A bit later, I was sitting down in the dining room with a number of files in front of me, writing notes, it’s a new thing that my manager is pushing at the moment. Betty soon came and, probably seeing all the files, asked me if I was a specialist. I told her that I was and she asked me what kind, I told her I was a DT. She asked what it was and I explained it to her. I asked her why she had come to see me today and she told me she wanted to talk to me about her head. I asked her if she had a headache, and she said no, that she was worried about her head because she couldn’t remember where she was and what she was doing etc. I empathised and said that she must find it very frustrating and she nodded emphatically and continued talking about her concerns about her memory.

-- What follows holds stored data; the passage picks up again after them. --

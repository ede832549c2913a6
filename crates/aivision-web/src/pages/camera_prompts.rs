//! Camera-prompt assignment screen
//!
//! Pure association records; the camera and prompt columns are resolved
//! against active reference lists fetched alongside the page.

use std::sync::Arc;

use aivision_client::{ManageApi, ManageClient};
use aivision_controller::{DialogMode, LookupCache};
use aivision_core::resources::{Camera, CameraPrompt, Prompt};
use leptos::prelude::*;
use leptos::task::spawn_local;
use tracing::warn;

use crate::bridge::use_controller;
use crate::components::{
    DeleteConfirm, ExpiryGuard, Loading, ModalShell, NoticeBar, Pagination, SearchBox, SelectField,
    StatusBadge, ToggleField,
    form::{id_text, opt_i64},
};
use crate::context::use_app_context;

/// Fetch both reference lists concurrently
fn reload_lookups(
    client: ManageClient,
    cameras: RwSignal<LookupCache>,
    prompts: RwSignal<LookupCache>,
) {
    spawn_local(async move {
        let camera_api: &dyn ManageApi<Camera> = &client;
        let prompt_api: &dyn ManageApi<Prompt> = &client;
        match LookupCache::load_pair(camera_api, prompt_api).await {
            Ok((camera_cache, prompt_cache)) => {
                cameras.set(camera_cache);
                prompts.set(prompt_cache);
            }
            Err(err) => warn!(error = %err, "failed to load reference lists"),
        }
    });
}

/// Camera-prompt assignment page component
#[component]
pub fn CameraPromptsPage() -> impl IntoView {
    let context = use_app_context();
    let api: Arc<dyn ManageApi<CameraPrompt>> = Arc::new(context.client.clone());
    let (state, controller) = use_controller(api);

    let cameras = RwSignal::new(LookupCache::default());
    let prompts = RwSignal::new(LookupCache::default());
    reload_lookups(context.client.clone(), cameras, prompts);

    let dialog = Memo::new(move |_| state.get().dialog);
    {
        let client = context.client.clone();
        Effect::new(move |_| {
            if matches!(dialog.get(), DialogMode::Create | DialogMode::Edit(_)) {
                reload_lookups(client.clone(), cameras, prompts);
            }
        });
    }

    let saving = Signal::derive(move || state.get().saving);
    let page = Signal::derive(move || state.get().page);

    let on_search = Callback::new({
        let controller = controller.clone();
        move |text| controller.set_search(text)
    });
    let on_page = Callback::new({
        let controller = controller.clone();
        move |page| controller.set_page(page)
    });
    let on_page_size = Callback::new({
        let controller = controller.clone();
        move |size| controller.set_page_size(size)
    });
    let on_dismiss = Callback::new({
        let controller = controller.clone();
        move |()| controller.dismiss_notice()
    });
    let on_submit = Callback::new({
        let controller = controller.clone();
        move |record| controller.submit(record)
    });
    let on_close = Callback::new({
        let controller = controller.clone();
        move |()| controller.close_dialog()
    });
    let on_confirm_delete = Callback::new({
        let controller = controller.clone();
        move |()| controller.confirm_delete()
    });

    let refresh = controller.clone();
    let add = controller.clone();
    let rows_controller = controller.clone();

    view! {
        <section class="page">
            <ExpiryGuard expired=Signal::derive(move || state.get().session_expired) />

            <header class="page-header">
                <div>
                    <h2>"Camera Prompts"</h2>
                    <p class="page-subtitle">"Which analysis prompts run on which cameras"</p>
                </div>
                <div class="page-actions">
                    <SearchBox placeholder="Search assignments..." on_change=on_search />
                    <button class="btn" on:click=move |_| refresh.refresh()>
                        "Refresh"
                    </button>
                    <button class="btn btn-primary" on:click=move |_| add.open_create()>
                        "Assign Prompt"
                    </button>
                </div>
            </header>

            <NoticeBar notice=Signal::derive(move || state.get().notice) on_dismiss=on_dismiss />

            <Show when=move || state.get().loading>
                <Loading />
            </Show>

            <Show when=move || state.get().is_empty()>
                <div class="empty-state">
                    <h3>"No Assignments Found"</h3>
                    <p>"Assign a prompt to a camera to start analyzing its feed."</p>
                </div>
            </Show>

            <table class="record-table">
                <thead>
                    <tr>
                        <th>"#"</th>
                        <th>"Camera"</th>
                        <th>"Prompt"</th>
                        <th>"Status"</th>
                        <th>"Actions"</th>
                    </tr>
                </thead>
                <tbody>
                    {move || {
                        let snapshot = state.get();
                        let page_view = snapshot.page;
                        let camera_lookup = cameras.get();
                        let prompt_lookup = prompts.get();
                        snapshot
                            .items
                            .into_iter()
                            .enumerate()
                            .map(|(index, link)| {
                                let edit_record = link.clone();
                                let delete_record = link.clone();
                                let edit_ctl = rows_controller.clone();
                                let delete_ctl = rows_controller.clone();
                                let camera_label = camera_lookup.display(link.camera_id);
                                let prompt_label = prompt_lookup.display(link.prompt_id);
                                view! {
                                    <tr>
                                        <td>{page_view.row_number(index)}</td>
                                        <td>{camera_label}</td>
                                        <td>{prompt_label}</td>
                                        <td>
                                            <StatusBadge active=link.status />
                                        </td>
                                        <td class="cell-actions">
                                            <button
                                                class="btn btn-sm"
                                                on:click=move |_| edit_ctl.open_edit(edit_record.clone())
                                            >
                                                "Edit"
                                            </button>
                                            <button
                                                class="btn btn-sm btn-danger"
                                                on:click=move |_| {
                                                    delete_ctl.open_delete(delete_record.clone())
                                                }
                                            >
                                                "Delete"
                                            </button>
                                        </td>
                                    </tr>
                                }
                            })
                            .collect_view()
                    }}
                </tbody>
            </table>

            <Pagination page=page on_page_change=on_page on_page_size_change=on_page_size />

            {move || match dialog.get() {
                DialogMode::Closed => ().into_any(),
                DialogMode::Create => {
                    view! {
                        <CameraPromptFormModal
                            link=CameraPrompt::default()
                            cameras=cameras
                            prompts=prompts
                            view_only=false
                            saving=saving
                            on_submit=on_submit
                            on_close=on_close
                        />
                    }
                        .into_any()
                }
                DialogMode::Edit(link) => {
                    view! {
                        <CameraPromptFormModal
                            link=link
                            cameras=cameras
                            prompts=prompts
                            view_only=false
                            saving=saving
                            on_submit=on_submit
                            on_close=on_close
                        />
                    }
                        .into_any()
                }
                DialogMode::View(link) => {
                    view! {
                        <CameraPromptFormModal
                            link=link
                            cameras=cameras
                            prompts=prompts
                            view_only=true
                            saving=saving
                            on_submit=on_submit
                            on_close=on_close
                        />
                    }
                        .into_any()
                }
                DialogMode::ConfirmDelete(link) => {
                    view! {
                        <DeleteConfirm
                            message=format!(
                                "Remove this prompt assignment ({})?",
                                cameras.get_untracked().display(link.camera_id),
                            )
                            saving=saving
                            on_confirm=on_confirm_delete
                            on_cancel=on_close
                        />
                    }
                        .into_any()
                }
            }}
        </section>
    }
}

/// Create/edit/view dialog for a camera-prompt assignment
#[component]
fn CameraPromptFormModal(
    /// Record backing the form; a default draft for create
    link: CameraPrompt,
    /// Active cameras for the picker
    cameras: RwSignal<LookupCache>,
    /// Active prompts for the picker
    prompts: RwSignal<LookupCache>,
    /// Disable all inputs and hide the submit action
    view_only: bool,
    /// Whether a mutation is in flight
    #[prop(into)]
    saving: Signal<bool>,
    /// Receives the assembled record
    on_submit: Callback<CameraPrompt>,
    /// Close/cancel
    on_close: Callback<()>,
) -> impl IntoView {
    let id = link.id;
    let camera_id = RwSignal::new(id_text(link.camera_id));
    let prompt_id = RwSignal::new(id_text(link.prompt_id));
    let status = RwSignal::new(link.status);

    let title = if view_only {
        "Assignment Details"
    } else if id.is_some() {
        "Edit Assignment"
    } else {
        "Assign Prompt to Camera"
    };

    let camera_options = move || {
        cameras
            .get()
            .entries()
            .iter()
            .map(|entry| (entry.id.to_string(), entry.label.clone()))
            .collect::<Vec<_>>()
    };
    let prompt_options = move || {
        prompts
            .get()
            .entries()
            .iter()
            .map(|entry| (entry.id.to_string(), entry.label.clone()))
            .collect::<Vec<_>>()
    };

    let submit = move |_| {
        let record = CameraPrompt {
            id,
            camera_id: opt_i64(&camera_id.get()),
            prompt_id: opt_i64(&prompt_id.get()),
            status: status.get(),
        };
        on_submit.run(record);
    };

    view! {
        <ModalShell title=title on_close=on_close>
            <div class="form-grid">
                {move || {
                    view! {
                        <SelectField
                            label="Camera"
                            value=camera_id
                            options=camera_options()
                            disabled=view_only
                        />
                    }
                }}
                {move || {
                    view! {
                        <SelectField
                            label="Prompt"
                            value=prompt_id
                            options=prompt_options()
                            disabled=view_only
                        />
                    }
                }}
                <ToggleField label="Assignment active" value=status disabled=view_only />
            </div>
            <div class="modal-footer">
                <button class="btn" on:click=move |_| on_close.run(())>
                    {if view_only { "Close" } else { "Cancel" }}
                </button>
                <Show when=move || !view_only>
                    <button class="btn btn-primary" disabled=move || saving.get() on:click=submit>
                        {if id.is_some() { "Update Assignment" } else { "Assign" }}
                    </button>
                </Show>
            </div>
        </ModalShell>
    }
}
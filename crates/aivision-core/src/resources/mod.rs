//! Managed resource schemas
//!
//! Each admin screen manages one resource type against the shared
//! `{Resource}/manage` endpoint. Resources share three conventions: a
//! server-assigned integer `id` (absent in the create draft), a boolean
//! `status` flag (flipped, never deleted), and camelCase wire field names.
//! Validation runs once at the submit boundary, before any request goes out.

mod associations;
mod camera;
mod client;
mod prompt;
mod subscription;
mod user;

pub use associations::{CameraPrompt, UserCamera};
pub use camera::Camera;
pub use client::Client;
pub use prompt::Prompt;
pub use subscription::Subscription;
pub use user::User;

use crate::error::{Error, Result};
use crate::types::Transport;
use serde::Serialize;
use serde::de::DeserializeOwned;
use validator::{Validate, ValidationErrors};

/// A resource manageable through the shared CRUD endpoint
pub trait ManagedResource:
    Clone + std::fmt::Debug + Default + PartialEq + Serialize + DeserializeOwned + Validate + Send + Sync + 'static
{
    /// Endpoint path segment, e.g. `Camera` in `POST {base}/Camera/manage`
    const RESOURCE: &'static str;

    /// Page path sent as the `Slug` audit field
    const SLUG: &'static str;

    /// How this resource's fields travel to the backend
    const TRANSPORT: Transport;

    /// Human name used in notices and empty states
    const DISPLAY_NAME: &'static str;

    /// Server-assigned identity; `None` for a create draft
    fn id(&self) -> Option<i64>;

    /// Soft status flag driving the Active/Inactive badge
    fn is_active(&self) -> bool;

    /// Short display label, used when this resource feeds a picker
    fn label(&self) -> String;

    /// Full client-side validation, run before a mutation request is issued
    ///
    /// The default implementation runs the declarative `validator` rules;
    /// resources with conditional rules override and extend it.
    ///
    /// # Errors
    ///
    /// Returns [`Error::Validation`] naming the first offending field.
    fn validate_record(&self) -> Result<()> {
        self.validate().map_err(first_validation_error)
    }
}

/// Collapse a `validator` error set into the workspace error type,
/// keeping the first field and its message
fn first_validation_error(errors: ValidationErrors) -> Error {
    for (field, field_errors) in errors.field_errors() {
        if let Some(first) = field_errors.first() {
            let message = first
                .message
                .as_ref()
                .map_or_else(|| first.code.to_string(), ToString::to_string);
            return Error::validation(field.to_string(), message);
        }
    }
    Error::validation("record", "Invalid input")
}

#[cfg(test)]
#[allow(clippy::missing_panics_doc)]
mod tests {
    use super::*;

    #[test]
    fn test_first_validation_error_uses_message() {
        let camera = Camera {
            name: String::new(),
            rtsp_link: "rtsp://10.0.0.1/stream".to_string(),
            ..Camera::default()
        };

        let err = camera.validate_record().unwrap_err();
        match err {
            Error::Validation { field, message } => {
                assert_eq!(field, "name");
                assert!(!message.is_empty());
            }
            other => panic!("expected validation error, got {other:?}"),
        }
    }

    #[test]
    fn test_transport_constants_follow_backend_contract() {
        assert_eq!(Camera::TRANSPORT, Transport::Multipart);
        assert_eq!(User::TRANSPORT, Transport::Multipart);
        assert_eq!(Client::TRANSPORT, Transport::Multipart);
        assert_eq!(Prompt::TRANSPORT, Transport::Multipart);
        assert_eq!(CameraPrompt::TRANSPORT, Transport::QueryString);
        assert_eq!(UserCamera::TRANSPORT, Transport::QueryString);
        assert_eq!(Subscription::TRANSPORT, Transport::QueryString);
    }

    #[test]
    fn test_resource_segments() {
        assert_eq!(Camera::RESOURCE, "Camera");
        // The backend names this one endpoint in the plural.
        assert_eq!(Client::RESOURCE, "Clients");
        assert_eq!(CameraPrompt::RESOURCE, "CameraPrompt");
        assert_eq!(Subscription::RESOURCE, "Subscription");
    }
}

When I first started in DT, where I was working, the Reality Orientation Approach was where it was at. A quick google suggests that it was archaeic even at that point but to any theory there are always hangers on I suppose.
So of course the workplace had the once ubiquitous day/time/weather boards up everywhere (see below) and if Gladys* was looking for her mother, we were trained to say, “I’m sorry, Gladys, but your mother died in 1948 and it’s 2001 now” or something along those lines. Which never sat well with me.
The above anecdote is a good example of why. After a couple of mins of pouring her soul out and me trying my best to empathise, Betty told me that she had taken up enough of my time, said “thank you, doctor” and with that, went back to the lounge room where she sat contentedly watching Andre Rieu for the rest of the time I was doing my notes.
I’m not saying RO is completely useless; I’ve no doubt it is beneficial for some, but in my humble opinion blanket approaches and people mix like oil and water. We need to find unmet needs, people! Granted, they’re sometimes harder to find than others, but when you find them, Bingo!
*All names naturally changed for confidentiality.